> **WHAT YOU SHOULD DO**
What is the number of lines in the data that hold the string "Serialize"? Reply with that number only.

--- GIVEN DATA Enclosed Below ---

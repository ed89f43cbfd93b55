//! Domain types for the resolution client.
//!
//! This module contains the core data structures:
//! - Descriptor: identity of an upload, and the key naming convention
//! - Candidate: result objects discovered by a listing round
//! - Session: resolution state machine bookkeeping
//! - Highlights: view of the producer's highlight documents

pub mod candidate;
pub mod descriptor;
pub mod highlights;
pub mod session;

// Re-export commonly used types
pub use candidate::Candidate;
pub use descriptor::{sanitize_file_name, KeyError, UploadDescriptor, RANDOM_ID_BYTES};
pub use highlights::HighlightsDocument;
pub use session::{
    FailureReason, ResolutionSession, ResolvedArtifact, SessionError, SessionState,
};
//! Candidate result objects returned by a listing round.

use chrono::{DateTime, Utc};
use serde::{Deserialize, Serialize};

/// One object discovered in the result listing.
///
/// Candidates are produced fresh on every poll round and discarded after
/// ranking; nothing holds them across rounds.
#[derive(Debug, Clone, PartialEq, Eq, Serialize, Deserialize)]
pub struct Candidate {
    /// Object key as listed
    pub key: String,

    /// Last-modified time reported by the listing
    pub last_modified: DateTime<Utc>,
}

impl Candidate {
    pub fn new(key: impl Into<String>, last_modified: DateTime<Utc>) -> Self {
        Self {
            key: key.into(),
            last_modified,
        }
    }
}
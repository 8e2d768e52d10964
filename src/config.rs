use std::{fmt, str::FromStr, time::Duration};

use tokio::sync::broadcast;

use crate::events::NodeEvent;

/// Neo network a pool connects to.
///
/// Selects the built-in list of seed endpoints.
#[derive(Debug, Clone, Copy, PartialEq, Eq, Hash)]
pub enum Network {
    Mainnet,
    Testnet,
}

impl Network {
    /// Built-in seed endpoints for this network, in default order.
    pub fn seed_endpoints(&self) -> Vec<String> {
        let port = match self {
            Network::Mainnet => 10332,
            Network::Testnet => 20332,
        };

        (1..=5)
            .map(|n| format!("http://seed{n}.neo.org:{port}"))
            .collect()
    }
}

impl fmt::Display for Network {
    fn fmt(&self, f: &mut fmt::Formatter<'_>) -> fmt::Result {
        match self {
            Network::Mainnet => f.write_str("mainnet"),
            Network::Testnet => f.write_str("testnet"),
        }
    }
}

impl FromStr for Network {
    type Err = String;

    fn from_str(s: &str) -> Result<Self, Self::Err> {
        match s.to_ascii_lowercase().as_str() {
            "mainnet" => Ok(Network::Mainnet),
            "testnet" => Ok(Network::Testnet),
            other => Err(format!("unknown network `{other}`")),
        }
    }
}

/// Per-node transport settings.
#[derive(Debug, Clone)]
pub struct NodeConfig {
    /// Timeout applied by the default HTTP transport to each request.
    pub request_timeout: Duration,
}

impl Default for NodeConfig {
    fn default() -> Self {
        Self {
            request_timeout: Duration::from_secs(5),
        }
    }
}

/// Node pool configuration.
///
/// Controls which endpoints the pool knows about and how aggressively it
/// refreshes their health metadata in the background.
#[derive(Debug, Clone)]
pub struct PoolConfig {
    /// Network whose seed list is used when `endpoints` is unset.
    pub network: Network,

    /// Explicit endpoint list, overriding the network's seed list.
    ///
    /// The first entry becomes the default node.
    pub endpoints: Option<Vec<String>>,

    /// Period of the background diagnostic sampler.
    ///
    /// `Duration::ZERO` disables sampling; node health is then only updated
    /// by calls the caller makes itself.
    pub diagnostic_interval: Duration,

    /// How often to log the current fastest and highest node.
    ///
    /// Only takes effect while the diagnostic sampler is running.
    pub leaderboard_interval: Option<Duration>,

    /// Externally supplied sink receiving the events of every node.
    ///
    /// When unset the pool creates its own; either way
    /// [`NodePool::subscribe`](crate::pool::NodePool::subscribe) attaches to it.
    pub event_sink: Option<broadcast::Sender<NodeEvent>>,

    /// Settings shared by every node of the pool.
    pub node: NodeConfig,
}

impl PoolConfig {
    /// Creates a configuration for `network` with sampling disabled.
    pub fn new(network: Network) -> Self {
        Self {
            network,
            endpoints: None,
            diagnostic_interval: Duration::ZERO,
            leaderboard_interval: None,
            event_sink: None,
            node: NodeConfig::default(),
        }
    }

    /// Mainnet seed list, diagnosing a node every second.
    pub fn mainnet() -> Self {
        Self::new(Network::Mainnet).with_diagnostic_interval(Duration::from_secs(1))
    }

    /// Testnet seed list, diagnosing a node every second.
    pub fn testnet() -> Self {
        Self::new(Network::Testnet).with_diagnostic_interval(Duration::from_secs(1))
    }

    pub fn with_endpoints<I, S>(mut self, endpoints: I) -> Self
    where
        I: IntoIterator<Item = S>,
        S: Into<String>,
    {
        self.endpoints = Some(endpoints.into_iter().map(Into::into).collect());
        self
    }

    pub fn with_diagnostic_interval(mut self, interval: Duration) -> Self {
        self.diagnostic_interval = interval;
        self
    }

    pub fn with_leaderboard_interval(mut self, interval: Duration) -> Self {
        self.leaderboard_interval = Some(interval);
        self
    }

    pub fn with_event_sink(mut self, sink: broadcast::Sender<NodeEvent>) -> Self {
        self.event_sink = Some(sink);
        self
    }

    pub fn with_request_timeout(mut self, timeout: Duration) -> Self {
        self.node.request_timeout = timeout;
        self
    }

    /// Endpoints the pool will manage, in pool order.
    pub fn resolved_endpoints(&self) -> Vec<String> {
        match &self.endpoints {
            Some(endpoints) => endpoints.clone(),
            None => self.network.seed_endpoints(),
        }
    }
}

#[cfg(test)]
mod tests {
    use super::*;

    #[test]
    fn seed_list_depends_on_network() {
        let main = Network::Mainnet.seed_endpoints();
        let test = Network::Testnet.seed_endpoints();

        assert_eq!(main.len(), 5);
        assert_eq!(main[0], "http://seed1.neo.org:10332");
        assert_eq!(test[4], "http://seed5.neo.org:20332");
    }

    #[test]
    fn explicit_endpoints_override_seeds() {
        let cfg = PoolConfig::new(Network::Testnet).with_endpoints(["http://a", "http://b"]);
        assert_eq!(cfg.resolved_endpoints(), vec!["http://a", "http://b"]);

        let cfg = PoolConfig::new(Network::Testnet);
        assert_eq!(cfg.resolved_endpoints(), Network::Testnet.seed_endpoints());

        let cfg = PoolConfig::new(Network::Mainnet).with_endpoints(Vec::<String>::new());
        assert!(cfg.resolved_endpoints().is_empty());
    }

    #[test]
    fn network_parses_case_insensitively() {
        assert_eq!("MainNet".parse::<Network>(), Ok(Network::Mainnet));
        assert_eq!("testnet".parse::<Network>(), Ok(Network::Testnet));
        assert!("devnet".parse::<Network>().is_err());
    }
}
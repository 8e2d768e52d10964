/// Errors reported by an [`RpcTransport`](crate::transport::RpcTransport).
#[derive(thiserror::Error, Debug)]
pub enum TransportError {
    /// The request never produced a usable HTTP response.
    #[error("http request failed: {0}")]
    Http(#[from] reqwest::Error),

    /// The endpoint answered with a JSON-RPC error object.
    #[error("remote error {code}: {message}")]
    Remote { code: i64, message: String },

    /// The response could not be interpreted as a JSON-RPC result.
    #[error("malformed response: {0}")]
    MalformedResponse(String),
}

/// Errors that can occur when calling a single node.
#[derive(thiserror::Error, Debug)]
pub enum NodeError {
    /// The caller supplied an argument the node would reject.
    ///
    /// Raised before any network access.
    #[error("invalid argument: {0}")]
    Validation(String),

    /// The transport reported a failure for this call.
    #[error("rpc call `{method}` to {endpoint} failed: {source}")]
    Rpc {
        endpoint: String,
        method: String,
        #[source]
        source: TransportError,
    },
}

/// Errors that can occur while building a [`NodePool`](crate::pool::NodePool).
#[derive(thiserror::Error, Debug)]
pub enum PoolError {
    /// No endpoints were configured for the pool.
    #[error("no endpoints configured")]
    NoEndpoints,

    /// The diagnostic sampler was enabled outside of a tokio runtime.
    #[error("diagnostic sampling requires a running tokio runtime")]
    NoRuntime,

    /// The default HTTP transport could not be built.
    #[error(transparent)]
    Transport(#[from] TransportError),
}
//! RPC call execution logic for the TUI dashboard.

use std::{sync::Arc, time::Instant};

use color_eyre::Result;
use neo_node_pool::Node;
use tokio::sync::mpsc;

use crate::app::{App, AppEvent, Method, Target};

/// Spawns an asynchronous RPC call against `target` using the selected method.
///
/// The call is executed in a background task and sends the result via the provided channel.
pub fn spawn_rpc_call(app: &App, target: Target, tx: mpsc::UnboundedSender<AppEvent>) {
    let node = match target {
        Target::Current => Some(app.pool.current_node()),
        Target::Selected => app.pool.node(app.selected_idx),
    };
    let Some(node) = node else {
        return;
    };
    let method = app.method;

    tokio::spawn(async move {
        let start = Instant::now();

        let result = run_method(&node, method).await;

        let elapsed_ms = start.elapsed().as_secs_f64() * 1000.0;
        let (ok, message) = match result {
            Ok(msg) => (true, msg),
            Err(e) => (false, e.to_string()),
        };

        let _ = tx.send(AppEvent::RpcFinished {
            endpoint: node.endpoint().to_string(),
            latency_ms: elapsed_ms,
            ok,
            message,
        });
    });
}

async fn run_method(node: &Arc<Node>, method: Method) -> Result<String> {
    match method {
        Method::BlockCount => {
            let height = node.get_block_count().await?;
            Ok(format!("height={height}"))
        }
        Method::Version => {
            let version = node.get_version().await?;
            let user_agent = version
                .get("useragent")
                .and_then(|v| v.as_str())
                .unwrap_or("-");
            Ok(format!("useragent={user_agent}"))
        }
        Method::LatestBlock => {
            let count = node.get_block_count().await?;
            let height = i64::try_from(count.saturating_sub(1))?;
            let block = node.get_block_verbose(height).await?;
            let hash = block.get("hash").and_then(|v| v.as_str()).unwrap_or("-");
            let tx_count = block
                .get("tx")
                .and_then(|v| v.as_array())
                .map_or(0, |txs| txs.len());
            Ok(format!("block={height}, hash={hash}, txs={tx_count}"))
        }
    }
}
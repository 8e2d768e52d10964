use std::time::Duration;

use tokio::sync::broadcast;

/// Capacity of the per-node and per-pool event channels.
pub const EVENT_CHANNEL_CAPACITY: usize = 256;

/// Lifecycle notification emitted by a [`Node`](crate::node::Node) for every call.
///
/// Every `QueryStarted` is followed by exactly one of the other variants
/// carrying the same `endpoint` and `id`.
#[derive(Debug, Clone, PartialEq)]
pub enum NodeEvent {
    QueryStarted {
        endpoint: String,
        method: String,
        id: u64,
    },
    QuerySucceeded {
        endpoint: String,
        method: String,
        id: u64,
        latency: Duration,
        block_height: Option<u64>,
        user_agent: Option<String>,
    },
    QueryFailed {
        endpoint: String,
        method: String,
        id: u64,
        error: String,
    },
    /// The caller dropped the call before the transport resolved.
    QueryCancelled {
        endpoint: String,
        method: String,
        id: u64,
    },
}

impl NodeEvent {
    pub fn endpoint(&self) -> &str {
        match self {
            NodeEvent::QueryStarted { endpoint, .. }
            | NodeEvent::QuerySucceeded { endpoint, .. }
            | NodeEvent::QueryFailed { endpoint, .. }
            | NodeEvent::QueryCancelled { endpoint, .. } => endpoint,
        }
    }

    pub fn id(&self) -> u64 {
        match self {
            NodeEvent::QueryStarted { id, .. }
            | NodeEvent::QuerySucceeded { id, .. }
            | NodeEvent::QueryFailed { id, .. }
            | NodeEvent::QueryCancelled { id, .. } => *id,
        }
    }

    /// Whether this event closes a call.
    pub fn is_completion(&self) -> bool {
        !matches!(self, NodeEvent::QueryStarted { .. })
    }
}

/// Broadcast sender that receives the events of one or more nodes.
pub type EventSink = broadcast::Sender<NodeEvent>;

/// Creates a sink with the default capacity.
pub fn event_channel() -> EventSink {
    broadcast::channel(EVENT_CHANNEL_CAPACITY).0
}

--- End of Enclosed GIVEN DATA ---

> **RESPONSE AREA**
2